# [Exercise description]
Every record, from first to last, should be written out again exactly.

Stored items
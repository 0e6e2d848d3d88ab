pub mod context;
pub(crate) mod decoding;
pub mod errors;
pub mod runners;
pub mod security;
pub mod trace;
pub mod vm_core;
pub mod vm_memory;
/// A run failure annotated with what the program's debug info knows about
/// the failing pc.
#[derive(Debug, Error)]
pub struct VmException {
    pub pc: usize,
    pub inst_location: Option<Location>,
    pub inner_exc: VirtualMachineError,
    pub error_attr_value: Option<String>,
    pub traceback: Option<String>,
}

impl VmException {
    pub fn from_vm_error(runner: &CairoRunner, error: VirtualMachineError) -> Self {
        let pc = runner.vm.run_context.pc.offset;
        let error_attr_value = get_error_attr_value(pc, runner);
        let hint_index = match error {
            VirtualMachineError::Hint(ref bx) => Some(bx.0),
            _ => None,
        };
        VmException {
            pc,
            inst_location: get_location(pc, runner, hint_index),
            inner_exc: error,
            error_attr_value,
            traceback: get_traceback(runner),
        }
    }
}

/// Every `error_message` attribute whose pc range holds `pc`, one
/// `Error message: ...` line each.
pub fn get_error_attr_value(pc: usize, runner: &CairoRunner) -> Option<String> {
    let mut errors = String::new();
    for attribute in &runner.program.shared_program_data.error_message_attributes {
        if attribute.start_pc <= pc && attribute.end_pc > pc {
            errors.push_str(&format!(
                "Error message: {}\n",
                substitute_error_message_references(attribute, runner)
            ));
        }
    }
    (!errors.is_empty()).then_some(errors)
}

/// Source location of the instruction at `pc`, or of its `hint_index`-th hint.
pub fn get_location(
    pc: usize,
    runner: &CairoRunner,
    hint_index: Option<usize>,
) -> Option<Location> {
    let instruction_location = runner
        .program
        .shared_program_data
        .instruction_locations
        .as_ref()?
        .get(&pc)?;
    match hint_index {
        Some(index) => instruction_location
            .hints
            .get(index)
            .map(|hint_location| hint_location.location.clone()),
        None => Some(instruction_location.inst.clone()),
    }
}

// Returns the traceback at the current pc.
pub fn get_traceback(runner: &CairoRunner) -> Option<String> {
    let mut traceback = String::new();
    for (_fp, traceback_pc) in runner.vm.get_traceback_entries() {
        if let Some(ref attr) = get_error_attr_value(traceback_pc.offset, runner) {
            traceback.push_str(attr)
        }
        match get_location(traceback_pc.offset, runner, None) {
            Some(location) => traceback.push_str(&format!(
                "{}\n",
                location.to_string_with_content(&format!("(pc=0:{})", traceback_pc.offset))
            )),
            None => traceback.push_str(&format!(
                "Unknown location (pc=0:{})\n",
                traceback_pc.offset
            )),
        }
    }
    (!traceback.is_empty())
        .then(|| format!("Cairo traceback (most recent call last):\n{traceback}"))
}

// Replaces each `{name}` in the attribute with the value of the reference
// `name`. Only fp-based felt references can be evaluated.
fn substitute_error_message_references(
    error_message_attr: &Attribute,
    runner: &CairoRunner,
) -> String {
    let mut error_msg = error_message_attr.value.clone();
    let Some(tracking_data) = &error_message_attr.flow_tracking_data else {
        return error_msg;
    };
    let mut invalid_references = Vec::<String>::new();
    for (cairo_variable_path, ref_id) in &tracking_data.reference_ids {
        // __main__.main.x -> x
        let cairo_variable_name = match cairo_variable_path.rsplit('.').next() {
            Some(string) => string,
            None => continue,
        };
        let placeholder = format!("{{{cairo_variable_name}}}");
        if !error_msg.contains(&placeholder) {
            continue;
        }
        match get_value_from_simple_reference(*ref_id, &tracking_data.ap_tracking, runner) {
            Some(value) => error_msg = error_msg.replace(&placeholder, &format!("{value}")),
            None => invalid_references.push(cairo_variable_name.to_string()),
        }
    }
    if !invalid_references.is_empty() {
        error_msg.push_str(&format!(
            " (Cannot evaluate ap-based or complex references: [{}])",
            invalid_references
                .iter()
                .fold(String::new(), |acc, arg| acc + &format!("'{arg}'"))
        ));
    }
    error_msg
}

fn get_value_from_simple_reference(
    ref_id: usize,
    ap_tracking: &ApTracking,
    runner: &CairoRunner,
) -> Option<MaybeRelocatable> {
    let reference = runner
        .program
        .shared_program_data
        .reference_manager
        .get(ref_id)?;
    if let OffsetValue::Reference(Register::AP, _, _) = reference.offset1 {
        return None;
    }
    match reference.cairo_type {
        Some(ref cairo_type) if cairo_type.contains("felt") => {
            get_maybe_relocatable_from_reference(&runner.vm, reference, ap_tracking)
        }
        _ => None,
    }
}

impl Display for VmException {
    fn fmt(&self, f: &mut fmt::Formatter) -> fmt::Result {
        let message = format!("Error at pc=0:{}:\n{}", self.pc, self.inner_exc);
        let mut error_msg = String::new();
        if let Some(ref string) = self.error_attr_value {
            error_msg.push_str(string)
        }
        if let Some(ref location) = self.inst_location {
            // Outermost expansion first.
            let mut location_msg = String::new();
            let (mut location, mut message) = (location, &message);
            loop {
                location_msg = format!(
                    "{}\n{}",
                    location.to_string_with_content(message),
                    location_msg
                );
                match &location.parent_location {
                    Some(parent) => (location, message) = (&parent.0, &parent.1),
                    None => break,
                }
            }
            error_msg.push_str(&location_msg);
        } else {
            error_msg.push_str(&format!("{message}\n"));
        }
        if let Some(ref string) = self.traceback {
            error_msg.push_str(string);
        }
        write!(f, "{error_msg}")
    }
}

impl Location {
    ///  Prints the location with the passed message.
    pub fn to_string(&self, message: &str) -> String {
        let msg_prefix = if message.is_empty() { "" } else { ": " };
        format!(
            "{}:{}:{}{}{}",
            self.input_file.filename, self.start_line, self.start_col, msg_prefix, message
        )
    }

    /// Like [`Location::to_string`], followed by the marked source line when
    /// the input file can be read.
    pub fn to_string_with_content(&self, message: &str) -> String {
        let mut string = self.to_string(message);
        if let Ok(file_content) = std::fs::read(Path::new(&self.input_file.filename)) {
            string.push_str(&format!("\n{}", self.get_location_marks(&file_content)));
        }
        string
    }

    pub fn get_location_marks(&self, file_contents: &[u8]) -> String {
        let contents = str::from_utf8(file_contents).unwrap_or_default();
        let split_lines: Vec<&str> = contents.split('\n').collect();
        if !(0 < self.start_line && ((self.start_line - 1) as usize) < split_lines.len()) {
            return String::new();
        }
        let start_line = split_lines[(self.start_line - 1) as usize];
        let start_col = self.start_col as usize;
        let mut result = format!("{start_line}\n");
        let end_col = if self.start_line == self.end_line {
            self.end_col as usize
        } else {
            start_line.len() + 1
        };
        let left_margin = " ".repeat(start_col.saturating_sub(1));
        if end_col > start_col + 1 {
            let highlight = "*".repeat(end_col - start_col - 2);
            result.push_str(&format!("{left_margin}^{highlight}^"));
        } else {
            result.push_str(&format!("{left_margin}^"))
        }
        result
    }
}
//! # A Cairo bytecode virtual machine
//!
//! Executes compiled Cairo 0 programs (the JSON artifacts emitted by `cairo-compile`):
//! - [`types::program::Program`] loads the bytecode, hints, references and attributes;
//! - [`vm::vm_core::VirtualMachine`] runs the fetch/decode/execute loop over segmented,
//!   write-once memory;
//! - [`vm::runners::builtin_runner::BuiltinRunner`] validates and deduces builtin cells;
//! - [`hint_processor`] runs the hints attached to a pc before its instruction;
//! - [`vm::runners::cairo_runner::CairoRunner`] and [`cairo_run::cairo_run`] orchestrate a run.

#![forbid(unsafe_code)]

pub mod cairo_run;
pub mod hint_processor;
pub mod math_utils;
pub mod serde;
pub mod types;
pub mod utils;
pub mod vm;

pub use starknet_types_core::felt::Felt as Felt252;

#[cfg(test)]
mod tests;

# [Written reply]
repository 0e6e2d848d3d88ab
pub mod context;
pub(crate) mod decoding;
pub mod errors;
pub mod runners;
pub mod security;
pub mod trace;
pub mod vm_core;
pub mod vm_memory;
/// A run failure annotated with what the program's debug info knows about
/// the failing pc.
#[derive(Debug, Error)]
pub struct VmException {
    pub pc: usize,
    pub inst_location: Option<Location>,
    pub inner_exc: VirtualMachineError,
    pub error_attr_value: Option<String>,
    pub traceback: Option<String>,
}

impl VmException {
    pub fn from_vm_error(runner: &CairoRunner, error: VirtualMachineError) -> Self {
        let pc = runner.vm.run_context.pc.offset;
        let error_attr_value = get_error_attr_value(pc, runner);
        let hint_index = match error {
            VirtualMachineError::Hint(ref bx) => Some(bx.0),
            _ => None,
        };
        VmException {
            pc,
            inst_location: get_location(pc, runner, hint_index),
            inner_exc: error,
            error_attr_value,
            traceback: get_traceback(runner),
        }
    }
}

/// Every `error_message` attribute whose pc range holds `pc`, one
/// `Error message: ...` line each.
pub fn get_error_attr_value(pc: usize, runner: &CairoRunner) -> Option<String> {
    let mut errors = String::new();
    for attribute in &runner.program.shared_program_data.error_message_attributes {
        if attribute.start_pc <= pc && attribute.end_pc > pc {
            errors.push_str(&format!(
                "Error message: {}\n",
                substitute_error_message_references(attribute, runner)
            ));
        }
    }
    (!errors.is_empty()).then_some(errors)
}

/// Source location of the instruction at `pc`, or of its `hint_index`-th hint.
pub fn get_location(
    pc: usize,
    runner: &CairoRunner,
    hint_index: Option<usize>,
) -> Option<Location> {
    let instruction_location = runner
        .program
        .shared_program_data
        .instruction_locations
        .as_ref()?
        .get(&pc)?;
    match hint_index {
        Some(index) => instruction_location
            .hints
            .get(index)
            .map(|hint_location| hint_location.location.clone()),
        None => Some(instruction_location.inst.clone()),
    }
}

// Returns the traceback at the current pc.
pub fn get_traceback(runner: &CairoRunner) -> Option<String> {
    let mut traceback = String::new();
    for (_fp, traceback_pc) in runner.vm.get_traceback_entries() {
        if let Some(ref attr) = get_error_attr_value(traceback_pc.offset, runner) {
            traceback.push_str(attr)
        }
        match get_location(traceback_pc.offset, runner, None) {
            Some(location) => traceback.push_str(&format!(
                "{}\n",
                location.to_string_with_content(&format!("(pc=0:{})", traceback_pc.offset))
            )),
            None => traceback.push_str(&format!(
                "Unknown location (pc=0:{})\n",
                traceback_pc.offset
            )),
        }
    }
    (!traceback.is_empty())
        .then(|| format!("Cairo traceback (most recent call last):\n{traceback}"))
}

// Replaces each `{name}` in the attribute with the value of the reference
// `name`. Only fp-based felt references can be evaluated.
fn substitute_error_message_references(
    error_message_attr: &Attribute,
    runner: &CairoRunner,
) -> String {
    let mut error_msg = error_message_attr.value.clone();
    let Some(tracking_data) = &error_message_attr.flow_tracking_data else {
        return error_msg;
    };
    let mut invalid_references = Vec::<String>::new();
    for (cairo_variable_path, ref_id) in &tracking_data.reference_ids {
        // __main__.main.x -> x
        let cairo_variable_name = match cairo_variable_path.rsplit('.').next() {
            Some(string) => string,
            None => continue,
        };
        let placeholder = format!("{{{cairo_variable_name}}}");
        if !error_msg.contains(&placeholder) {
            continue;
        }
        match get_value_from_simple_reference(*ref_id, &tracking_data.ap_tracking, runner) {
            Some(value) => error_msg = error_msg.replace(&placeholder, &format!("{value}")),
            None => invalid_references.push(cairo_variable_name.to_string()),
        }
    }
    if !invalid_references.is_empty() {
        error_msg.push_str(&format!(
            " (Cannot evaluate ap-based or complex references: [{}])",
            invalid_references
                .iter()
                .fold(String::new(), |acc, arg| acc + &format!("'{arg}'"))
        ));
    }
    error_msg
}

fn get_value_from_simple_reference(
    ref_id: usize,
    ap_tracking: &ApTracking,
    runner: &CairoRunner,
) -> Option<MaybeRelocatable> {
    let reference = runner
        .program
        .shared_program_data
        .reference_manager
        .get(ref_id)?;
    if let OffsetValue::Reference(Register::AP, _, _) = reference.offset1 {
        return None;
    }
    match reference.cairo_type {
        Some(ref cairo_type) if cairo_type.contains("felt") => {
            get_maybe_relocatable_from_reference(&runner.vm, reference, ap_tracking)
        }
        _ => None,
    }
}

impl Display for VmException {
    fn fmt(&self, f: &mut fmt::Formatter) -> fmt::Result {
        let message = format!("Error at pc=0:{}:\n{}", self.pc, self.inner_exc);
        let mut error_msg = String::new();
        if let Some(ref string) = self.error_attr_value {
            error_msg.push_str(string)
        }
        if let Some(ref location) = self.inst_location {
            // Outermost expansion first.
            let mut location_msg = String::new();
            let (mut location, mut message) = (location, &message);
            loop {
                location_msg = format!(
                    "{}\n{}",
                    location.to_string_with_content(message),
                    location_msg
                );
                match &location.parent_location {
                    Some(parent) => (location, message) = (&parent.0, &parent.1),
                    None => break,
                }
            }
            error_msg.push_str(&location_msg);
        } else {
            error_msg.push_str(&format!("{message}\n"));
        }
        if let Some(ref string) = self.traceback {
            error_msg.push_str(string);
        }
        write!(f, "{error_msg}")
    }
}

impl Location {
    ///  Prints the location with the passed message.
    pub fn to_string(&self, message: &str) -> String {
        let msg_prefix = if message.is_empty() { "" } else { ": " };
        format!(
            "{}:{}:{}{}{}",
            self.input_file.filename, self.start_line, self.start_col, msg_prefix, message
        )
    }

    /// Like [`Location::to_string`], followed by the marked source line when
    /// the input file can be read.
    pub fn to_string_with_content(&self, message: &str) -> String {
        let mut string = self.to_string(message);
        if let Ok(file_content) = std::fs::read(Path::new(&self.input_file.filename)) {
            string.push_str(&format!("\n{}", self.get_location_marks(&file_content)));
        }
        string
    }

    pub fn get_location_marks(&self, file_contents: &[u8]) -> String {
        let contents = str::from_utf8(file_contents).unwrap_or_default();
        let split_lines: Vec<&str> = contents.split('\n').collect();
        if !(0 < self.start_line && ((self.start_line - 1) as usize) < split_lines.len()) {
            return String::new();
        }
        let start_line = split_lines[(self.start_line - 1) as usize];
        let start_col = self.start_col as usize;
        let mut result = format!("{start_line}\n");
        let end_col = if self.start_line == self.end_line {
            self.end_col as usize
        } else {
            start_line.len() + 1
        };
        let left_margin = " ".repeat(start_col.saturating_sub(1));
        if end_col > start_col + 1 {
            let highlight = "*".repeat(end_col - start_col - 2);
            result.push_str(&format!("{left_margin}^{highlight}^"));
        } else {
            result.push_str(&format!("{left_margin}^"))
        }
        result
    }
}
//! # A Cairo bytecode virtual machine
//!
//! Executes compiled Cairo 0 programs (the JSON artifacts emitted by `cairo-compile`):
//! - [`types::program::Program`] loads the bytecode, hints, references and attributes;
//! - [`vm::vm_core::VirtualMachine`] runs the fetch/decode/execute loop over segmented,
//!   write-once memory;
//! - [`vm::runners::builtin_runner::BuiltinRunner`] validates and deduces builtin cells;
//! - [`hint_processor`] runs the hints attached to a pc before its instruction;
//! - [`vm::runners::cairo_runner::CairoRunner`] and [`cairo_run::cairo_run`] orchestrate a run.

#![forbid(unsafe_code)]

pub mod cairo_run;
pub mod hint_processor;
pub mod math_utils;
pub mod serde;
pub mod types;
pub mod utils;
pub mod vm;

pub use starknet_types_core::felt::Felt as Felt252;

#[cfg(test)]
mod tests;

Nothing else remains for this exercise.